There was no significant difference in other outcome data such as final
visual acuity, number of 5-FU injections or number of failed trabeculectomies,
but there appeared a trend to lower IOP in the bevacizumab plus 5-FU
group. Caution was urged against routine use of subconjunctival bevacizumab
following trabeculectomy, and a call for more long-term controlled
human studies with larger sample sizes to confirm its safety and
efficacy profile. (Brian Chua, Melbourne, Australia)
The ANZRAG ® the Australian and New Zealand Register of Advanced
Glaucoma recruits patients to examine clinical and genetic risk factors
for glaucoma blindness. It also recruits secondary glaucoma subcategories,
and screens all cases for myocilin mutations. So far these have been
found in 4.5% of cases. (Jamie Craig, Adelaide, Australia)
Glaucoma specialists and neuroophthalmologists (n = 21) were asked
to grade 60 coloured optic disc photographs taken from patients with
diverse optic neuropathies to determine whether these neuropathies can
be distinguished on the basis of disc phenotype alone. The proportion
of optic discs correctly diagnosed as normal and glaucomatous was 85%
and 75% respectively. However, the proportion of discs correctly diagnosed
as autosomal dominant optic atrophy and Lebers Hereditary optic neuropathy
was significantly lower at 28% and 17% respectively. (Jonathan Crowston,
Melbourne, Australia)
Microglia are a population of very sensitive CNS cells with key
roles in tissue surveillance, scavenging, antigen-presentation, neural
repair and neurodegeneration. Following induction of experimental glaucoma
in rats, microglia are markedly activated in a specific spatio-temporal
pattern and change their immunohumoral phenotype. The degree of activation
correlates well with axonal damage at individual time points and is
a useful surrogate marker for damage quantification in the present model.
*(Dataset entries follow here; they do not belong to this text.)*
//! Model loading
//!
//! Parsing runs off the frame loop: `PendingModel::spawn` hands the file to a
//! worker thread and the viewer polls the handle once per frame. On WASM the
//! bytes are fetched with macroquad's async file API first and parsed in
//! place. Whatever comes back, `prepare_model` turns it into something the
//! viewer can show: the tuned model, or the placeholder box.

use std::path::{Path, PathBuf};
use std::sync::mpsc::{channel, Receiver, TryRecvError};

use thiserror::Error;

use super::classify::{classify_surface, tune_material, SurfaceClass, SurfaceSample};
use super::framing::fit_model;
use super::model::{MaterialId, Model};
use super::obj::ObjImporter;
use crate::config::{FramingConfig, ModelConfig};

#[derive(Debug, Clone, PartialEq, Error)]
pub enum LoadError {
    #[error("IO error reading {path}: {message}")]
    Io { path: String, message: String },
    #[error("Line {line}: {message}")]
    Parse { line: usize, message: String },
    #[error("model contains no faces")]
    Empty,
    #[error("loader stopped before producing a model")]
    WorkerLost,
}

pub type LoadResult = Result<Model, LoadError>;

/// How the viewer got its model
#[derive(Debug, Clone, Copy, PartialEq, Eq)]
pub enum LoadOutcome {
    Success,
    /// The asset failed and the placeholder stands in
    Fallback,
}

/// A model load in flight, polled each frame
pub struct PendingModel {
    receiver: Receiver<LoadResult>,
    result: Option<LoadResult>,
    finished: bool,
    pub path: PathBuf,
}

impl PendingModel {
    fn from_receiver(receiver: Receiver<LoadResult>, path: PathBuf) -> Self {
        Self {
            receiver,
            result: None,
            finished: false,
            path,
        }
    }

    /// Start parsing `path` on a worker thread
    #[cfg(not(target_arch = "wasm32"))]
    pub fn spawn(path: PathBuf) -> Self {
        let (sender, receiver) = channel();
        let worker_path = path.clone();

        std::thread::spawn(move || {
            let result = ObjImporter::load_from_file(&worker_path);
            let _ = sender.send(result);
        });

        Self::from_receiver(receiver, path)
    }

    /// Fetch and parse `path` through the browser, then wrap the result
    #[cfg(target_arch = "wasm32")]
    pub async fn fetch(path: PathBuf) -> Self {
        let result = fetch_model(&path).await;
        Self::ready(path, result)
    }

    /// A handle that is already complete
    #[cfg(any(test, target_arch = "wasm32"))]
    pub fn ready(path: PathBuf, result: LoadResult) -> Self {
        let (sender, receiver) = channel();
        let _ = sender.send(result);
        Self::from_receiver(receiver, path)
    }

    /// A handle fed by hand through the returned sender
    #[cfg(test)]
    pub fn channel(path: PathBuf) -> (std::sync::mpsc::Sender<LoadResult>, Self) {
        let (sender, receiver) = channel();
        (sender, Self::from_receiver(receiver, path))
    }

    /// Check for completion. Returns the result exactly once.
    pub fn poll(&mut self) -> Option<LoadResult> {
        if self.finished {
            return None;
        }
        if self.result.is_none() {
            match self.receiver.try_recv() {
                Ok(result) => self.result = Some(result),
                Err(TryRecvError::Empty) => return None,
                Err(TryRecvError::Disconnected) => {
                    // Worker panicked or dropped the sender
                    self.result = Some(Err(LoadError::WorkerLost));
                }
            }
        }
        self.finished = true;
        self.result.take()
    }

    #[cfg(test)]
    pub fn is_finished(&self) -> bool {
        self.finished
    }
}

#[cfg(target_arch = "wasm32")]
async fn fetch_model(path: &Path) -> LoadResult {
    let name = path.to_string_lossy().to_string();
    let bytes = macroquad::file::load_file(&name).await.map_err(|e| LoadError::Io {
        path: name.clone(),
        message: e.to_string(),
    })?;
    let contents = String::from_utf8_lossy(&bytes).to_string();

    let mut materials = Vec::new();
    if let Some(lib) = ObjImporter::mtllib_name(&contents) {
        let mtl_name = path.with_file_name(lib).to_string_lossy().to_string();
        match macroquad::file::load_file(&mtl_name).await {
            Ok(mtl) => match ObjImporter::parse_mtl(&String::from_utf8_lossy(&mtl)) {
                Ok(parsed) => materials = parsed,
                Err(e) => log::warn!("Ignoring material library {}: {}", mtl_name, e),
            },
            Err(e) => log::warn!("Material library {} unavailable: {}", mtl_name, e),
        }
    }

    ObjImporter::parse(&contents, materials)
}

/// Classify every mesh and tune its material; hidden panels are made invisible
pub fn tune_surfaces(model: &mut Model, hide_panels: bool) {
    let mut classes = Vec::with_capacity(model.meshes.len());
    for mesh in &model.meshes {
        let material = model.material(mesh.material);
        let name = match material {
            Some(m) => format!("{} {}", mesh.name, m.name),
            None => mesh.name.clone(),
        };
        let sample = SurfaceSample {
            name: &name,
            size: mesh.local_bounds().size(),
            translucent: material.is_some_and(|m| m.is_translucent()),
        };
        classes.push(classify_surface(sample, hide_panels));
    }

    // A shared material is tuned once; any lens user makes it a lens
    let mut per_material: Vec<(MaterialId, SurfaceClass)> = Vec::new();
    for (mesh, class) in model.meshes.iter_mut().zip(classes) {
        if class == SurfaceClass::HiddenPanel {
            mesh.visible = false;
            continue;
        }
        match per_material.iter_mut().find(|(id, _)| *id == mesh.material) {
            Some((_, existing)) => {
                if class == SurfaceClass::Lens {
                    *existing = SurfaceClass::Lens;
                }
            }
            None => per_material.push((mesh.material, class)),
        }
    }

    for (id, class) in per_material {
        if let Some(material) = model.material_mut(id) {
            tune_material(class, material);
        }
    }
}

/// Turn a load result into the model the viewer shows
pub fn prepare_model(
    result: LoadResult,
    path: &Path,
    model_config: &ModelConfig,
    framing: &FramingConfig,
) -> (Model, LoadOutcome) {
    let (mut model, outcome) = match result {
        Ok(mut model) => {
            tune_surfaces(&mut model, model_config.hide_hud_panels);
            log::info!(
                "Loaded {} ({} meshes, {} materials)",
                path.display(),
                model.meshes.len(),
                model.materials.len()
            );
            (model, LoadOutcome::Success)
        }
        Err(e) => {
            log::error!("Failed to load {}: {}; using placeholder", path.display(), e);
            (Model::placeholder(), LoadOutcome::Fallback)
        }
    };

    fit_model(&mut model, framing);
    model.set_rotation_y(model_config.initial_yaw);
    (model, outcome)
}

#[cfg(test)]
mod tests {
    use super::*;
    use crate::scene::model::{Material, MeshNode};
    use crate::scene::math::Vec3;

    fn plate_model() -> Model {
        let mut model = Model::new();
        let frame = model.add_material(Material::new("frame_mat"));
        let mut lens = Material::new("clear");
        lens.transparent = true;
        lens.opacity = 0.95;
        let lens = model.add_material(lens);

        let mut arm = MeshNode::new("arm_left", frame);
        arm.positions = vec![Vec3::ZERO, Vec3::new(1.0, 0.5, 0.5)];
        let mut arm2 = MeshNode::new("arm_right", frame);
        arm2.positions = arm.positions.clone();
        let mut display = MeshNode::new("mesh_7", frame);
        display.positions = vec![Vec3::ZERO, Vec3::new(2.0, 1.0, 0.001)];
        let mut glass = MeshNode::new("front", lens);
        glass.positions = vec![Vec3::ZERO, Vec3::new(1.0, 1.0, 0.2)];

        model.meshes = vec![arm, display, arm2, glass];
        model
    }

    #[test]
    fn test_tune_surfaces() {
        let mut model = plate_model();
        tune_surfaces(&mut model, true);

        assert!(model.meshes[0].visible);
        assert!(!model.meshes[1].visible);
        let frame = &model.materials[0];
        assert!((frame.metalness - 0.25).abs() < 1e-6);
        let lens = &model.materials[1];
        assert!(!lens.depth_write);
        assert!((lens.opacity - 0.92).abs() < 1e-6);
    }

    #[test]
    fn test_shared_material_tuned_as_lens() {
        let mut model = Model::new();
        let shared = model.add_material(Material::new("shell"));
        let mut rim = MeshNode::new("rim", shared);
        rim.positions = vec![Vec3::ZERO, Vec3::new(1.0, 0.5, 0.5)];
        let mut lens = MeshNode::new("lens_left", shared);
        lens.positions = vec![Vec3::ZERO, Vec3::new(1.0, 1.0, 0.2)];
        model.meshes = vec![rim, lens];

        tune_surfaces(&mut model, false);

        let material = &model.materials[0];
        assert!(material.transparent);
        assert!(!material.depth_write);
        assert!((material.opacity - 0.92).abs() < 1e-6);
        assert!(model.meshes.iter().all(|m| m.visible));
    }

    #[test]
    fn test_panels_kept_when_not_hiding() {
        let mut model = plate_model();
        tune_surfaces(&mut model, false);
        assert!(model.meshes.iter().all(|m| m.visible));
    }

    #[test]
    fn test_prepare_failure_uses_placeholder() {
        let config = ModelConfig::default();
        let (model, outcome) = prepare_model(
            Err(LoadError::Empty),
            Path::new("missing.obj"),
            &config,
            &FramingConfig::default(),
        );
        assert_eq!(outcome, LoadOutcome::Fallback);
        assert!(model.placeholder);
        assert!((model.rotation_y() - std::f32::consts::PI).abs() < 1e-6);
        assert!((model.world_bounds().size().max_element() - 20.0).abs() < 1e-3);
    }

    #[test]
    fn test_pending_model_polls_once() {
        let (sender, mut pending) = PendingModel::channel(PathBuf::from("m.obj"));
        assert!(pending.poll().is_none());

        sender.send(Ok(Model::placeholder())).unwrap();
        assert!(matches!(pending.poll(), Some(Ok(_))));
        assert!(pending.is_finished());
        // Dropping the sender afterwards is not a second result
        drop(sender);
        assert!(pending.poll().is_none());
    }

    #[test]
    fn test_dropped_worker_reports_lost() {
        let (sender, mut pending) = PendingModel::channel(PathBuf::from("m.obj"));
        drop(sender);
        assert_eq!(pending.poll().map(|r| r.err()), Some(Some(LoadError::WorkerLost)));
    }

    #[cfg(not(target_arch = "wasm32"))]
    #[test]
    fn test_spawned_load_completes() {
        let dir = tempfile::tempdir().unwrap();
        let path = dir.path().join("tri.obj");
        std::fs::write(&path, "v 0 0 0\nv 1 0 0\nv 0 1 0\nf 1 2 3\n").unwrap();

        let mut pending = PendingModel::spawn(path);
        let result = loop {
            if let Some(result) = pending.poll() {
                break result;
            }
            std::thread::sleep(std::time::Duration::from_millis(1));
        };
        assert_eq!(result.unwrap().meshes.len(), 1);
    }
}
(Andreas Ebneter, Adelaide, Australia)
There is increasing evidence implicating ischaemia in the pathogenesis
and development of glaucoma. Following ischaemia, gap junctions remain
open and may allow the propagation of apoptotic and necrotic signals
to surrounding cells, thereby increasing cell death. Using a rodent
model of high pressure-induced retinal ischaemia, an upregulation of
the gap junction protein connexin43 (GJA1) at both the protein and transcript
level was demonstrated. Connexin43 may present a potential target for
neuroprotective therapies. (Nathan Mitchell Kerr, Auckland, New Zealand)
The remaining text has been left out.